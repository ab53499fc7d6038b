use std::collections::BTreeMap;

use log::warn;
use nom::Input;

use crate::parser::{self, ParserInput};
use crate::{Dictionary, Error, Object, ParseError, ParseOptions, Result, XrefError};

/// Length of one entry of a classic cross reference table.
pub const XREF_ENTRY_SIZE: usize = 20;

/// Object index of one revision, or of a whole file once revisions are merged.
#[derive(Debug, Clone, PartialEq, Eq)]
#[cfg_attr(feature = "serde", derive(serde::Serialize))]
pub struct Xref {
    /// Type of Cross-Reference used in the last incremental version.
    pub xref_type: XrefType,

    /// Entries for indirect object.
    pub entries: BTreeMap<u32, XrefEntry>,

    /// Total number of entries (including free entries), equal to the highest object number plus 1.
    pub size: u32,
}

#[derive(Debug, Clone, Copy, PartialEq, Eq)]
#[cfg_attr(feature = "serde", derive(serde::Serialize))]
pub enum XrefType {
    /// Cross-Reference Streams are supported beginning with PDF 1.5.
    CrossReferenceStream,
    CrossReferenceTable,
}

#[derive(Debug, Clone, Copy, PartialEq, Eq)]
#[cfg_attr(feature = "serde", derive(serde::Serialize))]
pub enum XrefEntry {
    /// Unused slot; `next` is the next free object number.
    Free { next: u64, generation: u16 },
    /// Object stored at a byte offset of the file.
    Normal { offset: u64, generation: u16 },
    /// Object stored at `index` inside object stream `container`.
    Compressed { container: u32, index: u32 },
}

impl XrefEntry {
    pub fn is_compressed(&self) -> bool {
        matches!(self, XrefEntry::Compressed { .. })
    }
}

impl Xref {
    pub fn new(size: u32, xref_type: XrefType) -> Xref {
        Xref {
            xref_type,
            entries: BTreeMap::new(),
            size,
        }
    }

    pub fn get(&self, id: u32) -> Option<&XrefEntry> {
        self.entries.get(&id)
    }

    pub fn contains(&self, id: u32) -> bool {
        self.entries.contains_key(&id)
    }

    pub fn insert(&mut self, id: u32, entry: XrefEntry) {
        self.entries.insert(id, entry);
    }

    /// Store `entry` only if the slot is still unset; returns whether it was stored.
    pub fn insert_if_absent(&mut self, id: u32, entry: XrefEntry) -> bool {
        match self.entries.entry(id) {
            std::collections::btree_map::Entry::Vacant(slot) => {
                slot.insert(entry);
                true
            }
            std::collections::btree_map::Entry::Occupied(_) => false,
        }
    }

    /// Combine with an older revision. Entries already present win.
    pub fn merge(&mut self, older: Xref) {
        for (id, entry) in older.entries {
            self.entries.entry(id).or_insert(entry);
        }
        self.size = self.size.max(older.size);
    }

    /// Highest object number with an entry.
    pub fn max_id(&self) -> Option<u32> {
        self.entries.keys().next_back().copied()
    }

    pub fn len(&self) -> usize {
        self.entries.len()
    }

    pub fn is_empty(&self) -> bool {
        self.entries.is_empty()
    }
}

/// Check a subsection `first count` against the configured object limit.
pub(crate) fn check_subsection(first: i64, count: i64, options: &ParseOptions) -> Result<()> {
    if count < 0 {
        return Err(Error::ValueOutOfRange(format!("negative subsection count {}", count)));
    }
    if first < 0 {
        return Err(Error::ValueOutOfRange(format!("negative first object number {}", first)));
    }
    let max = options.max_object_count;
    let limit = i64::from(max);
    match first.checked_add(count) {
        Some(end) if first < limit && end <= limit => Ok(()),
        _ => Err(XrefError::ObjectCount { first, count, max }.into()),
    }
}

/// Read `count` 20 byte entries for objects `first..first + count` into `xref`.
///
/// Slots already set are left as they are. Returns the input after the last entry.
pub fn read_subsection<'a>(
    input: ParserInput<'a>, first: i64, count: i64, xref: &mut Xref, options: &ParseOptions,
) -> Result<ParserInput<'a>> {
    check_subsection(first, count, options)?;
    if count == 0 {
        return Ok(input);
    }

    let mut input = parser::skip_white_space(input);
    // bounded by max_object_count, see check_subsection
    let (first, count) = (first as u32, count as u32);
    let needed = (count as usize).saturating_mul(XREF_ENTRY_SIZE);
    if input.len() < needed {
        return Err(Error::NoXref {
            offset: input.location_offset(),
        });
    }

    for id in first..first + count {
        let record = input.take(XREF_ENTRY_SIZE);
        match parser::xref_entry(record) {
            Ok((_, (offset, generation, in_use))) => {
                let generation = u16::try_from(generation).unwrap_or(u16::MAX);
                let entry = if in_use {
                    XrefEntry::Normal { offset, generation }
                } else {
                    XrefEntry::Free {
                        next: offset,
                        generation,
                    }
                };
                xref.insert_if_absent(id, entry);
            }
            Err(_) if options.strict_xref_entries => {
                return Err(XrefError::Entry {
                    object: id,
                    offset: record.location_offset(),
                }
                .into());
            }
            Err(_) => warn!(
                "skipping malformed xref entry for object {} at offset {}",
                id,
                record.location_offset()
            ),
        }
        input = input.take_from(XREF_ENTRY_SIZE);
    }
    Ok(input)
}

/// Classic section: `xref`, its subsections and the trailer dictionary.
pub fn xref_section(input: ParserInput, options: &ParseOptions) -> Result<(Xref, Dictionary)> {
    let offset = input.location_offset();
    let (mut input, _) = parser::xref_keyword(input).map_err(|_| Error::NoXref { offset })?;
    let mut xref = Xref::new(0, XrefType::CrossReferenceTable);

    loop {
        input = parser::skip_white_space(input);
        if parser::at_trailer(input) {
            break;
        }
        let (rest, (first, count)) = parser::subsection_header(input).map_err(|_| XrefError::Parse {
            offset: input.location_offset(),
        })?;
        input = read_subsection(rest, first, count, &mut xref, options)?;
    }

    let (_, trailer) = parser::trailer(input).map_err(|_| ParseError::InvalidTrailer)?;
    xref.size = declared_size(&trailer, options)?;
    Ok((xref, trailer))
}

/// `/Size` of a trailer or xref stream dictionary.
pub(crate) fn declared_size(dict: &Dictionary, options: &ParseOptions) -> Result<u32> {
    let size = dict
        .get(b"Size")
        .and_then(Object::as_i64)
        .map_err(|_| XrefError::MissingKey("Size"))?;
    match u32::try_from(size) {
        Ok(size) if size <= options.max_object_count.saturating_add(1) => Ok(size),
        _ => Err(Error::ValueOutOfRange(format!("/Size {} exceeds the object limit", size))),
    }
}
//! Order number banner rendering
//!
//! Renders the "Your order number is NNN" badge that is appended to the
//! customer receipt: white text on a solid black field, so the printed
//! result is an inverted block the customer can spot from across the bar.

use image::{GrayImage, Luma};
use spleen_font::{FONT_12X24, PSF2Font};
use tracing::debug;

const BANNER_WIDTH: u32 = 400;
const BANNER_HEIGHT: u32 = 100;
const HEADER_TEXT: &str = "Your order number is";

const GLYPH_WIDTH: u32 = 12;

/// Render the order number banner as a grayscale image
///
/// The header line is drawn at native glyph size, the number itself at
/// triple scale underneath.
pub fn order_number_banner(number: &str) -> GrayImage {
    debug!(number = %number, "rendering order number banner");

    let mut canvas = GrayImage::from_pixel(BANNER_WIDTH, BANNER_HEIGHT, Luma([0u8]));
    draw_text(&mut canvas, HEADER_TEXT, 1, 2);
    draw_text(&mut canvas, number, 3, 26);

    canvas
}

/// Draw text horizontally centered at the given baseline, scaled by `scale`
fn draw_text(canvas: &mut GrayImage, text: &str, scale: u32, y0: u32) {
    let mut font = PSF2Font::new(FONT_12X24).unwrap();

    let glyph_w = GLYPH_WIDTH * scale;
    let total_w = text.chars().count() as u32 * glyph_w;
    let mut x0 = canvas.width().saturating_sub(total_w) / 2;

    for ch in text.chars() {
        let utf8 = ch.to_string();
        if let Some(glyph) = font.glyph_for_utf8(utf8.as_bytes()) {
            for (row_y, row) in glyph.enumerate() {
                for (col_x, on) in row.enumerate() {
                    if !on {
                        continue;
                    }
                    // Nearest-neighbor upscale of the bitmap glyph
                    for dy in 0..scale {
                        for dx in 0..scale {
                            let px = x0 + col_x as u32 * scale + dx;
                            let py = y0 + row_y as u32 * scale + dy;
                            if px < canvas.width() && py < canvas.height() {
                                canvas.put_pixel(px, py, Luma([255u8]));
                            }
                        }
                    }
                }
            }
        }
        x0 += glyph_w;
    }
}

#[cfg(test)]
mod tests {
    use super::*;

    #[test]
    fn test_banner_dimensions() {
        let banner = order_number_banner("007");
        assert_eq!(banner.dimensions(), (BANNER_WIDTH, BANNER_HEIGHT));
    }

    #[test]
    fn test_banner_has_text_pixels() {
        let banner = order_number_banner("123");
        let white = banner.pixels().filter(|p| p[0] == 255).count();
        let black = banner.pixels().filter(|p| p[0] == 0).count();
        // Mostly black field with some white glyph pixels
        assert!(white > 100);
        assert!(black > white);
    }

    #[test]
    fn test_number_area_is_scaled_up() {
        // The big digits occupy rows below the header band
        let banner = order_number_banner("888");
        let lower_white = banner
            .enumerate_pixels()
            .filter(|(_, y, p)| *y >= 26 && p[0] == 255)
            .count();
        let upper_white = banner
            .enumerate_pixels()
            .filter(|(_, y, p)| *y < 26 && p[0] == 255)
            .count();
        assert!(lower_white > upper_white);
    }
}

◇ ◇ ◇ ◇

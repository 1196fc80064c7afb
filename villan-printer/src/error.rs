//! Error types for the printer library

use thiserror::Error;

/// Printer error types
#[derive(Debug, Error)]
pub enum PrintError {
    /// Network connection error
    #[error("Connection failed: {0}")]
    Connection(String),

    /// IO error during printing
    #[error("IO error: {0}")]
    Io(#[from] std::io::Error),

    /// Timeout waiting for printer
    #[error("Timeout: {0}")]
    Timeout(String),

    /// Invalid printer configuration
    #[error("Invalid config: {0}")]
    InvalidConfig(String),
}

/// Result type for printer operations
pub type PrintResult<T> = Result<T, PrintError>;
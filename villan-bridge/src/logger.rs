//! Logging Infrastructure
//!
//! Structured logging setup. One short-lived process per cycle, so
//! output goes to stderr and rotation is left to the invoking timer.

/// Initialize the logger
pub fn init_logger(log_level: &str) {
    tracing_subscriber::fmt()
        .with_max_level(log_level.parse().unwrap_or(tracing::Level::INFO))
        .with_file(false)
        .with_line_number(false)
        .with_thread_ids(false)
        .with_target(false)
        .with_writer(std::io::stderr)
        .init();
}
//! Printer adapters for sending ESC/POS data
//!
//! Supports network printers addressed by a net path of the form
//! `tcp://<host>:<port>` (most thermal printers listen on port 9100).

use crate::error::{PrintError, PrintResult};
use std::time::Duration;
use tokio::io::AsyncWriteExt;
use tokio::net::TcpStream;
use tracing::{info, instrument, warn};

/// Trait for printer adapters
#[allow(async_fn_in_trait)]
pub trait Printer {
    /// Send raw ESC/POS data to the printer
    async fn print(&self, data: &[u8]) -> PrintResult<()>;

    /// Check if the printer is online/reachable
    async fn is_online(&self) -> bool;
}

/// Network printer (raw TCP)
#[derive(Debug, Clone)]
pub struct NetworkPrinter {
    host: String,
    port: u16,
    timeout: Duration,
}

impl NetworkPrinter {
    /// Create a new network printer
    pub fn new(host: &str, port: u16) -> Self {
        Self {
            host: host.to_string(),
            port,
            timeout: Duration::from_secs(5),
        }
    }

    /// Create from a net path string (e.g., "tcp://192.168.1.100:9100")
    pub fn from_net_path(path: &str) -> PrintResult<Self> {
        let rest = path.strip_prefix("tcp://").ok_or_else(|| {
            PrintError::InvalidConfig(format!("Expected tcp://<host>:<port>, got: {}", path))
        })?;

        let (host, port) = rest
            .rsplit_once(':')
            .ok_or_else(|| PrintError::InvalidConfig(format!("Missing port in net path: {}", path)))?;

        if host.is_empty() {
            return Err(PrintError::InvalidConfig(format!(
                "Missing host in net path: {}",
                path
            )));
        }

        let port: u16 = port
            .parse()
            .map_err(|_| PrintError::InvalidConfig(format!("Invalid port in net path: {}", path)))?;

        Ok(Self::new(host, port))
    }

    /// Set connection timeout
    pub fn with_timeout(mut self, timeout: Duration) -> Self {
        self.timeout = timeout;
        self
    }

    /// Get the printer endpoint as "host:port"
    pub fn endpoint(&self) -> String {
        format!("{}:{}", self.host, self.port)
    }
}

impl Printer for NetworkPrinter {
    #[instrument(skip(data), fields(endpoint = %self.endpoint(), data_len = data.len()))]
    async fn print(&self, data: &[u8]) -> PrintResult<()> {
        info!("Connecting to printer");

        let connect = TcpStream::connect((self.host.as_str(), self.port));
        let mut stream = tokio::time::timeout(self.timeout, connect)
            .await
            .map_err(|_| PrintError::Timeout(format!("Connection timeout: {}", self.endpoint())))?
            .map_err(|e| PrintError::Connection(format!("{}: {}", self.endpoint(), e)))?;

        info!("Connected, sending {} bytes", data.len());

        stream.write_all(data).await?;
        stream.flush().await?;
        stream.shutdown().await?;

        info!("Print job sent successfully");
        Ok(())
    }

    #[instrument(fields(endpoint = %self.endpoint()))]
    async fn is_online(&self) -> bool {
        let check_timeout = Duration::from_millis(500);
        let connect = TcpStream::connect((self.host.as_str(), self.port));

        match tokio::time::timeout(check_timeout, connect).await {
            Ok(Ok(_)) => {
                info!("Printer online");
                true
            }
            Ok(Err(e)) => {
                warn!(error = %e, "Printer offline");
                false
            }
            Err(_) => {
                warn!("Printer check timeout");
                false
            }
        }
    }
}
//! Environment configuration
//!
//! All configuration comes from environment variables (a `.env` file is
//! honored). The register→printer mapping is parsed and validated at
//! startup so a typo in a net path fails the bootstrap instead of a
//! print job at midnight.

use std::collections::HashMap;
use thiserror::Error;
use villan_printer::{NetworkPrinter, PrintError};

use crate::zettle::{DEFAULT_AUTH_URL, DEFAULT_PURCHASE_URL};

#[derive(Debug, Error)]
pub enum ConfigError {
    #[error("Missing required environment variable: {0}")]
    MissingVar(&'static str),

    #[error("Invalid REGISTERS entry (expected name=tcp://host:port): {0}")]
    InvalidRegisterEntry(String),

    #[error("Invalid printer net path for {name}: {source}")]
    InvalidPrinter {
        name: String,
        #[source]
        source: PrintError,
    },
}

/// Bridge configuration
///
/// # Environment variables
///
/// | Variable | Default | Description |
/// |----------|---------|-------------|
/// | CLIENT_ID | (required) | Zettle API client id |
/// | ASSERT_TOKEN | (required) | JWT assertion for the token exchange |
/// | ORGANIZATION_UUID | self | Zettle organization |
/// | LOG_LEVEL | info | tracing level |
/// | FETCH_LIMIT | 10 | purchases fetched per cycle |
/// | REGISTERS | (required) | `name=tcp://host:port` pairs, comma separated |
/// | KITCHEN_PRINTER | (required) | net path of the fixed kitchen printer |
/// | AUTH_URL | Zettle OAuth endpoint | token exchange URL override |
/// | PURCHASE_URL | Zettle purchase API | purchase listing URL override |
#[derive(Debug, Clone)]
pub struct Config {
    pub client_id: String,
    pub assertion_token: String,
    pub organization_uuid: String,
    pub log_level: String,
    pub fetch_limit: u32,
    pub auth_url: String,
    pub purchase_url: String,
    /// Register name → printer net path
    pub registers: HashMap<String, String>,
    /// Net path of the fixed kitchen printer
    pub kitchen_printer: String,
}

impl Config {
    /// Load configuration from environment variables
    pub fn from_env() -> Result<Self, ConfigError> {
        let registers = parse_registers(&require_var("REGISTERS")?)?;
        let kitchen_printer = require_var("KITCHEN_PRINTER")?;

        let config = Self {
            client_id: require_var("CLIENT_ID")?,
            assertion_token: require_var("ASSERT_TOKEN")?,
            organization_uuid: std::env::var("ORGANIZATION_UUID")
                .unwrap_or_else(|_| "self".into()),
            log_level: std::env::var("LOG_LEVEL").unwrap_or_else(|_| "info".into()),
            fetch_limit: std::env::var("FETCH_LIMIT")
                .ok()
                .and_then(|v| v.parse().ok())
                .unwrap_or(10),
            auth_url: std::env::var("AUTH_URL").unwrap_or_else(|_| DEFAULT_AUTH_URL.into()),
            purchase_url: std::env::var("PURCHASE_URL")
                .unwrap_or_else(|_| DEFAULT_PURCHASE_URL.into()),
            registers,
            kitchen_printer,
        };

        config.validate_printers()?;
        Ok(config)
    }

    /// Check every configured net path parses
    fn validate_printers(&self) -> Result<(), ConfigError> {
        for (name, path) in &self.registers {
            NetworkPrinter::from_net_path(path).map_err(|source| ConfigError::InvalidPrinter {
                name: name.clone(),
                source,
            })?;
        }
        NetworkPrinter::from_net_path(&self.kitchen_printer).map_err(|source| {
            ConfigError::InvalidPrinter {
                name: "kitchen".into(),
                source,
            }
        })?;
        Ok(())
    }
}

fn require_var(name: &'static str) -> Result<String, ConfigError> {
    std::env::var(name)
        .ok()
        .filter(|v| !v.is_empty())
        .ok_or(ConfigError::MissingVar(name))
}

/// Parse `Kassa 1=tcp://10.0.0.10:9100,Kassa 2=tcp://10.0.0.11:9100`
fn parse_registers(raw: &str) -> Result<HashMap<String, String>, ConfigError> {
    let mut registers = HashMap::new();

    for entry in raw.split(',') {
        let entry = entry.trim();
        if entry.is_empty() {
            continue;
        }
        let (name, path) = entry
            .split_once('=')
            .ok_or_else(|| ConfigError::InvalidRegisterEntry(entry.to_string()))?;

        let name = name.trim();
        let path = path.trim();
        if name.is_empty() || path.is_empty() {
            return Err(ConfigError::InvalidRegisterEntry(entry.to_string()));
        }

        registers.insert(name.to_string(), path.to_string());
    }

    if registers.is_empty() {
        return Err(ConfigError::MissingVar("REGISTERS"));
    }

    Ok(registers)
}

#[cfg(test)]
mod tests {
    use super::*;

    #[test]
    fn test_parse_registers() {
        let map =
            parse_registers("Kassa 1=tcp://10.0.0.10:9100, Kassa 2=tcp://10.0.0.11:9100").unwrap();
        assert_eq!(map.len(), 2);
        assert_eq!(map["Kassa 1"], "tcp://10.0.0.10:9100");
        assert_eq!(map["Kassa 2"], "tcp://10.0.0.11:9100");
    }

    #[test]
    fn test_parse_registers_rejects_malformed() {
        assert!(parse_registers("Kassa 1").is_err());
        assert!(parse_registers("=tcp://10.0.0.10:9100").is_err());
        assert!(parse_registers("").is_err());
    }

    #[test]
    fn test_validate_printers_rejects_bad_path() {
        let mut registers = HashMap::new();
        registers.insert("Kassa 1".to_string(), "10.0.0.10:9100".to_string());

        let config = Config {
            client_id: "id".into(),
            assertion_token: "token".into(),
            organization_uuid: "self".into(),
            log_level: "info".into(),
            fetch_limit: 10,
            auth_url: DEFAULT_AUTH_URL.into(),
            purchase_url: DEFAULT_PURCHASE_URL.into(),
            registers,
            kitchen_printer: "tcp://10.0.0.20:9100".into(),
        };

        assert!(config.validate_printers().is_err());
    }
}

◇ ◇ ◇ ◇

### WHAT THIS TASK INVOLVES
Copy each line of the listing that carries the word "static".

### TASK RESULT
    MissingVar(&'static str),
fn require_var(name: &'static str) -> Result<String, ConfigError> {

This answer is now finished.